Buy Soil and Compost in Bulk

Last weekend, my dad brought me to Walrath Landscape Supply in Gig Harbor (near Tacoma) to pick up a load of compost.  I asked him for the favor because we don’t have a pickup truck.  We drove up, paid for it (just over $20 for a half yard), and they dumped it in the back of the truck with a front-end-loader.  We drove home and shoveled wheelbarrow loads and dumped them our veggie raised bed, main flower bed, and put the rest in a pile on a tarp so that I can use it once I’ve got the other beds ready to go.  It would have been much more expensive to buy individual bags and it would have wasted way more plastic.  Now, I do buy potting soil and seed starting soil and some other gardening products in plastic bags for now, but at least the getting the big quantities in bulk makes a difference!

Grow Organically

Using organic soil, compost, and seeds, and avoiding using chemicals in gardening is a simple and significant way to make sure our gardening is Earth-friendly.  While it is more expensive up-front, it keeps our family healthy, which saves money in the long run.  As a weed suppressant this year, I spread cardboard boxes across one of my beds that is particularly prone to weeds.  Using cardboard is cheap and better for soil, wildlife, and people than using chemicals. 

Reach Out to Your Community

We share tools among three families that all live in Tacoma.  Between my family, my brother’s family, and my parents, we own a wheelbarrow, a weed eater, an edger, a hedge trimmer, and a pole saw.  Each of our families doesn’t need a complete collection of tools if we can share.  The wheelbarrow actually belonged to my grandpa.  I love to be able to use it still after all these years and I think of him every time. 

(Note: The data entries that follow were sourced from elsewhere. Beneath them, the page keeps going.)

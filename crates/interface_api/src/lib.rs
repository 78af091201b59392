//! HTTP API Layer
//!
//! This crate provides the REST API for the strata core system using Axum.
//!
//! # Architecture
//!
//! - **Handlers**: Request handlers per domain, scoped by scheme in the
//!   URL (`/api/v1/schemes/:scheme_id/...`)
//! - **DTOs**: Request/Response data transfer objects
//! - **Error Handling**: Consistent error responses mapped from domain
//!   errors
//!
//! # Example
//!
//! ```rust,ignore
//! use interface_api::{create_router, AppState};
//!
//! let app = create_router(AppState::from_pool(pool));
//! axum::serve(listener, app).await?;
//! ```

pub mod config;
pub mod dto;
pub mod error;
pub mod handlers;

use std::sync::Arc;

use axum::{
    routing::{delete, get, post, put},
    Router,
};
use sqlx::PgPool;
use tower_http::cors::{Any, CorsLayer};
use tower_http::trace::TraceLayer;

use domain_budget::BudgetService;
use domain_ledger::ReportingService;
use domain_levy::BillingService;
use infra_db::{PgBudgetStore, PgLedgerStore, PgLevyStore};

use crate::handlers::{budget, health, ledger, levy, payments};

/// Application state shared across handlers
#[derive(Clone)]
pub struct AppState {
    pub billing: Arc<BillingService>,
    pub reporting: Arc<ReportingService>,
    pub budgets: Arc<BudgetService>,
}

impl AppState {
    /// Creates application state from pre-built services
    ///
    /// Used by tests to wire services over in-memory stores.
    pub fn new(
        billing: Arc<BillingService>,
        reporting: Arc<ReportingService>,
        budgets: Arc<BudgetService>,
    ) -> Self {
        Self {
            billing,
            reporting,
            budgets,
        }
    }

    /// Creates application state over PostgreSQL store adapters
    pub fn from_pool(pool: PgPool) -> Self {
        Self {
            billing: Arc::new(BillingService::new(Arc::new(PgLevyStore::new(pool.clone())))),
            reporting: Arc::new(ReportingService::new(Arc::new(PgLedgerStore::new(
                pool.clone(),
            )))),
            budgets: Arc::new(BudgetService::new(Arc::new(PgBudgetStore::new(pool)))),
        }
    }
}

/// Creates the main API router
pub fn create_router(state: AppState) -> Router {
    // Public routes (no scheme scope)
    let public_routes = Router::new()
        .route("/health", get(health::health_check))
        .route("/health/ready", get(health::readiness_check));

    // Levy schedule routes
    let schedule_routes = Router::new()
        .route("/", post(levy::create_schedule))
        .route("/", get(levy::list_schedules))
        .route("/:id", get(levy::get_schedule))
        .route("/:id", put(levy::update_schedule))
        .route("/:id", delete(levy::remove_schedule));

    // Payment routes
    let payment_routes = Router::new()
        .route("/", post(payments::record_payment))
        .route("/", get(payments::list_payments))
        .route("/overdue-sweep", post(payments::sweep_overdue))
        .route("/:id", get(payments::get_payment));

    // Ledger routes
    let ledger_routes = Router::new()
        .route("/accounts", post(ledger::setup_chart))
        .route("/accounts", get(ledger::list_accounts))
        .route("/transactions", post(ledger::record_transaction))
        .route("/transactions/:id", delete(ledger::remove_transaction));

    // Report routes
    let report_routes = Router::new()
        .route("/trial-balance", get(ledger::trial_balance))
        .route("/fund-balances", get(ledger::fund_balances))
        .route("/income-statement", get(ledger::income_statement));

    // Budget routes
    let budget_routes = Router::new()
        .route("/", post(budget::create_budget))
        .route("/", get(budget::list_budgets))
        .route("/:id", get(budget::get_budget))
        .route("/:id", delete(budget::delete_budget))
        .route("/:id/lines", post(budget::upsert_line))
        .route("/:id/lines/:line_id", delete(budget::remove_line))
        .route("/:id/submit", post(budget::submit_for_review))
        .route("/:id/approve", post(budget::approve))
        .route("/:id/amend", post(budget::amend))
        .route("/:id/variance", get(budget::variance_report));

    // All operational routes are scoped to one scheme.
    let scheme_routes = Router::new()
        .nest("/levy-schedules", schedule_routes)
        .nest("/payments", payment_routes)
        .nest("/ledger", ledger_routes)
        .nest("/reports", report_routes)
        .nest("/budgets", budget_routes);

    Router::new()
        .merge(public_routes)
        .nest("/api/v1/schemes/:scheme_id", scheme_routes)
        .layer(TraceLayer::new_for_http())
        .layer(
            CorsLayer::new()
                .allow_origin(Any)
                .allow_methods(Any)
                .allow_headers(Any),
        )
        .with_state(state)
}
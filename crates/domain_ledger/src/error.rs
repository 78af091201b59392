//! Ledger domain errors

use rust_decimal::Decimal;
use thiserror::Error;

use core_kernel::{MoneyError, PortError};

/// Errors that can occur in the ledger domain
#[derive(Debug, Error)]
pub enum LedgerError {
    /// Input failed validation
    #[error("Validation failed: {0}")]
    Validation(String),

    /// Entity not found
    #[error("{entity_type} not found: {id}")]
    NotFound { entity_type: String, id: String },

    /// Operation conflicts with existing state
    #[error("Conflict: {0}")]
    Conflict(String),

    /// Transaction lines do not balance
    #[error("Unbalanced transaction: debits={debits}, credits={credits}")]
    Unbalanced { debits: Decimal, credits: Decimal },

    /// Monetary arithmetic error
    #[error("Money error: {0}")]
    Money(#[from] MoneyError),

    /// Store-level failure
    #[error("Store error: {0}")]
    Store(String),
}

impl From<PortError> for LedgerError {
    fn from(err: PortError) -> Self {
        match err {
            PortError::NotFound { entity_type, id } => LedgerError::NotFound { entity_type, id },
            PortError::Validation { message } => LedgerError::Validation(message),
            PortError::Conflict { message } => LedgerError::Conflict(message),
            other => LedgerError::Store(other.to_string()),
        }
    }
}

I’ve also checked out lawn tools from the Tacoma Tool Library.  Tool libraries make tools more accessible and help reduce consumption.  Following gardening accounts on Facebook and Instagram can get you involved in your local gardening community. I’ve gotten a free strawberry plant off of the Tacoma Gardeners Ask, Give Trade page on Facebook.  I’ve also gotten a free raspberry plant from Charlotte of @grittygardener253 on Instagram.  I have been so impressed with everyone I’ve met in the gardening community here.  They’ve all been so friendly and generous.

Buy Second-Hand

Many garden tools and pots can be found second-hand either on Facebook Marketplace or in thrift or antique stores.  I have a metal watering can that I found at Goodwill.  A clever idea I just learned was to thrift old photo albums (or clean out your storage and find some) for storing seeds! (This was shared by Roxanne of @happyholistichomestead.)  That way you can flip through your seed collection easily and keep everything organized and safe in your album.  Mine are currently stuffed in an envelope so I’ve got my eye out for photo albums.

Go Slow

Finally, a way to make gardening more economical is to take it slow.  Add a few things each year.  This year we got a couple grow lights and a shelf. Next year, we’ll add another raised bed, and the next year maybe another, and so on…until my whole back yard is full of them!

Gardening this way takes work, planning, and patience, but it is so rewarding.  Among obvious benefits like getting us outside more and giving us beautiful flowers and delicious, wholesome food, gardening gives me the urge to experiment, embrace imperfections, and just go for it and see what happens!

If you have any ideas on sustainable and affordable gardening, I would love to hear them!